Each line that holds the string "code" counts once. Say how many such lines the entries have, giving the number only.

========================================================================

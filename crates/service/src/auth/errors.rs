use thiserror::Error;

/// Business errors for auth workflows
#[derive(Debug, Error)]
pub enum AuthError {
    #[error("validation failed: {0}")]
    Validation(String),
    #[error("user already exists")]
    Conflict,
    #[error("user not found")]
    NotFound,
    #[error("invalid email or password")]
    Unauthorized,
    #[error("token is not valid")]
    InvalidToken,
    #[error("hashing error: {0}")]
    HashError(String),
    #[error("token error: {0}")]
    TokenError(String),
    #[error("repository error: {0}")]
    Repository(String),
}

impl AuthError {
    /// Stable numeric code for external mapping/logging
    pub fn code(&self) -> u16 {
        match self {
            AuthError::Validation(_) => 1001,
            AuthError::Conflict => 1002,
            AuthError::NotFound => 1003,
            AuthError::Unauthorized => 1004,
            AuthError::InvalidToken => 1005,
            AuthError::HashError(_) => 1101,
            AuthError::TokenError(_) => 1102,
            AuthError::Repository(_) => 1200,
        }
    }
}
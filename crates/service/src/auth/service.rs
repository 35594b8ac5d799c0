use std::sync::Arc;

use argon2::{
    password_hash::{PasswordHasher, PasswordVerifier, SaltString},
    Argon2, PasswordHash,
};
use rand::rngs::OsRng;
use tracing::{debug, info, instrument};
use uuid::Uuid;

use super::domain::{AuthSession, AuthUser, Identity, LoginInput, RegisterInput};
use super::errors::AuthError;
use super::repository::AuthRepository;
use super::token::TokenService;

/// Auth service configuration
#[derive(Clone)]
pub struct AuthConfig {
    pub jwt_secret: Option<String>,
    pub password_algorithm: String,
}

/// Auth business service independent of web framework
pub struct AuthService<R: AuthRepository> {
    repo: Arc<R>,
    cfg: AuthConfig,
}

impl<R: AuthRepository> AuthService<R> {
    pub fn new(repo: Arc<R>, cfg: AuthConfig) -> Self {
        Self { repo, cfg }
    }

    /// Register a new user with a hashed password and issue a session token.
    ///
    /// # Examples
    /// ```
    /// use service::auth::{service::{AuthService, AuthConfig}, repository::mock::MockAuthRepository};
    /// use service::auth::domain::RegisterInput;
    /// use std::sync::Arc;
    /// let repo = Arc::new(MockAuthRepository::default());
    /// let svc = AuthService::new(repo, AuthConfig { jwt_secret: None, password_algorithm: "argon2".into() });
    /// let input = RegisterInput { username: "tester".into(), email: "user@example.com".into(), password: "Secret123".into(), confirm_password: "Secret123".into() };
    /// let session = tokio_test::block_on(svc.register(input)).unwrap();
    /// assert_eq!(session.user.email, "user@example.com");
    /// ```
    #[instrument(skip(self, input), fields(email = %input.email, username = %input.username))]
    pub async fn register(&self, input: RegisterInput) -> Result<AuthSession, AuthError> {
        if input.username.trim().is_empty()
            || input.email.trim().is_empty()
            || input.password.is_empty()
            || input.confirm_password.is_empty()
        {
            return Err(AuthError::Validation("Please fill in all fields".into()));
        }
        if input.password != input.confirm_password {
            return Err(AuthError::Validation("Passwords do not match".into()));
        }
        if let Some(existing) = self
            .repo
            .find_user_by_username_or_email(&input.username, &input.email)
            .await?
        {
            debug!("user exists: {}", existing.email);
            return Err(AuthError::Conflict);
        }

        let user = self.repo.create_user(&input.username, &input.email).await?;
        let salt = SaltString::generate(&mut OsRng);
        let hash = Argon2::default()
            .hash_password(input.password.as_bytes(), &salt)
            .map_err(|e| AuthError::HashError(e.to_string()))?
            .to_string();

        let _cred = self
            .repo
            .upsert_password(user.id, hash, self.cfg.password_algorithm.clone())
            .await?;
        let token = self.issue_token(&user)?;
        info!(user_id = %user.id, email = %user.email, "user_registered");
        Ok(AuthSession { user, token })
    }

    /// Authenticate a user and issue a token.
    ///
    /// A missing user and a failed password comparison produce the same
    /// `Unauthorized` error, so a caller cannot tell which part was wrong.
    ///
    /// # Examples
    /// ```
    /// use service::auth::{service::{AuthService, AuthConfig}, repository::mock::MockAuthRepository};
    /// use service::auth::domain::{RegisterInput, LoginInput};
    /// use std::sync::Arc;
    /// let repo = Arc::new(MockAuthRepository::default());
    /// let svc = AuthService::new(repo.clone(), AuthConfig { jwt_secret: Some("secret".into()), password_algorithm: "argon2".into() });
    /// let _ = tokio_test::block_on(svc.register(RegisterInput { username: "n".into(), email: "u@e.com".into(), password: "Passw0rd".into(), confirm_password: "Passw0rd".into() }));
    /// let session = tokio_test::block_on(svc.login(LoginInput { email: "u@e.com".into(), password: "Passw0rd".into() })).unwrap();
    /// assert_eq!(session.user.email, "u@e.com");
    /// assert!(session.token.is_some());
    /// ```
    #[instrument(skip(self, input), fields(email = %input.email))]
    pub async fn login(&self, input: LoginInput) -> Result<AuthSession, AuthError> {
        if input.email.trim().is_empty() || input.password.is_empty() {
            return Err(AuthError::Validation("Please provide email and password".into()));
        }

        let user = self
            .repo
            .find_user_by_email(&input.email)
            .await?
            .ok_or(AuthError::Unauthorized)?;

        let cred = self
            .repo
            .get_credentials(user.id)
            .await?
            .ok_or(AuthError::Unauthorized)?;

        let parsed = PasswordHash::new(&cred.password_hash)
            .map_err(|e| AuthError::HashError(e.to_string()))?;
        if Argon2::default()
            .verify_password(input.password.as_bytes(), &parsed)
            .is_err()
        {
            return Err(AuthError::Unauthorized);
        }

        let token = self.issue_token(&user)?;
        info!(user_id = %user.id, "user_logged_in");
        Ok(AuthSession { user, token })
    }

    /// Resolve the current user from a verified token identity.
    pub async fn me(&self, user_id: Uuid) -> Result<AuthUser, AuthError> {
        self.repo
            .find_user_by_id(user_id)
            .await?
            .ok_or(AuthError::NotFound)
    }

    fn issue_token(&self, user: &AuthUser) -> Result<Option<String>, AuthError> {
        match &self.cfg.jwt_secret {
            Some(secret) => {
                let tokens = TokenService::new(secret.clone());
                let identity = Identity {
                    user_id: user.id,
                    email: user.email.clone(),
                    username: user.username.clone(),
                };
                Ok(Some(tokens.issue(&identity)?))
            }
            None => Ok(None),
        }
    }
}

#[cfg(test)]
mod tests {
    use super::*;
    use crate::auth::repository::mock::MockAuthRepository;

    fn svc() -> AuthService<MockAuthRepository> {
        AuthService::new(
            Arc::new(MockAuthRepository::default()),
            AuthConfig { jwt_secret: Some("test-secret".into()), password_algorithm: "argon2".into() },
        )
    }

    fn register_input(username: &str, email: &str, password: &str) -> RegisterInput {
        RegisterInput {
            username: username.into(),
            email: email.into(),
            password: password.into(),
            confirm_password: password.into(),
        }
    }

    #[tokio::test]
    async fn register_then_login_round_trip() {
        let svc = svc();
        let session = svc
            .register(register_input("alice", "alice@x.com", "secret1"))
            .await
            .unwrap();
        assert_eq!(session.user.username, "alice");
        let token = session.token.expect("token issued");

        let login = svc
            .login(LoginInput { email: "alice@x.com".into(), password: "secret1".into() })
            .await
            .unwrap();
        assert_eq!(login.user.id, session.user.id);

        // The token identifies the same user it was minted for.
        let identity = TokenService::new("test-secret").verify(&token).unwrap();
        assert_eq!(identity.user_id, session.user.id);
        assert_eq!(identity.email, "alice@x.com");
        assert_eq!(identity.username, "alice");
    }

    #[tokio::test]
    async fn register_rejects_blank_fields() {
        let svc = svc();
        let mut input = register_input("alice", "alice@x.com", "secret1");
        input.email = String::new();
        let err = svc.register(input).await.unwrap_err();
        assert!(matches!(err, AuthError::Validation(_)));
    }

    #[tokio::test]
    async fn register_rejects_password_mismatch() {
        let svc = svc();
        let mut input = register_input("alice", "alice@x.com", "secret1");
        input.confirm_password = "different".into();
        let err = svc.register(input).await.unwrap_err();
        assert!(matches!(err, AuthError::Validation(_)));
    }

    #[tokio::test]
    async fn register_conflicts_on_email_and_username() {
        let svc = svc();
        svc.register(register_input("alice", "alice@x.com", "secret1"))
            .await
            .unwrap();

        // Same email, different username
        let err = svc
            .register(register_input("alice2", "alice@x.com", "secret1"))
            .await
            .unwrap_err();
        assert!(matches!(err, AuthError::Conflict));

        // Same username, different email
        let err = svc
            .register(register_input("alice", "other@x.com", "secret1"))
            .await
            .unwrap_err();
        assert!(matches!(err, AuthError::Conflict));
    }

    #[tokio::test]
    async fn login_rejects_wrong_password_and_unknown_email_alike() {
        let svc = svc();
        svc.register(register_input("bob", "bob@x.com", "hunter22"))
            .await
            .unwrap();

        let wrong_pass = svc
            .login(LoginInput { email: "bob@x.com".into(), password: "nope".into() })
            .await
            .unwrap_err();
        let unknown = svc
            .login(LoginInput { email: "ghost@x.com".into(), password: "hunter22".into() })
            .await
            .unwrap_err();
        // Identical error for both failure modes.
        assert!(matches!(wrong_pass, AuthError::Unauthorized));
        assert!(matches!(unknown, AuthError::Unauthorized));
    }

    #[tokio::test]
    async fn me_returns_public_fields() {
        let svc = svc();
        let session = svc
            .register(register_input("carol", "carol@x.com", "pw12345"))
            .await
            .unwrap();
        let user = svc.me(session.user.id).await.unwrap();
        assert_eq!(user.email, "carol@x.com");

        let err = svc.me(Uuid::new_v4()).await.unwrap_err();
        assert!(matches!(err, AuthError::NotFound));
    }
}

========================================================================

## ANSWER TO THE EXERCISE
2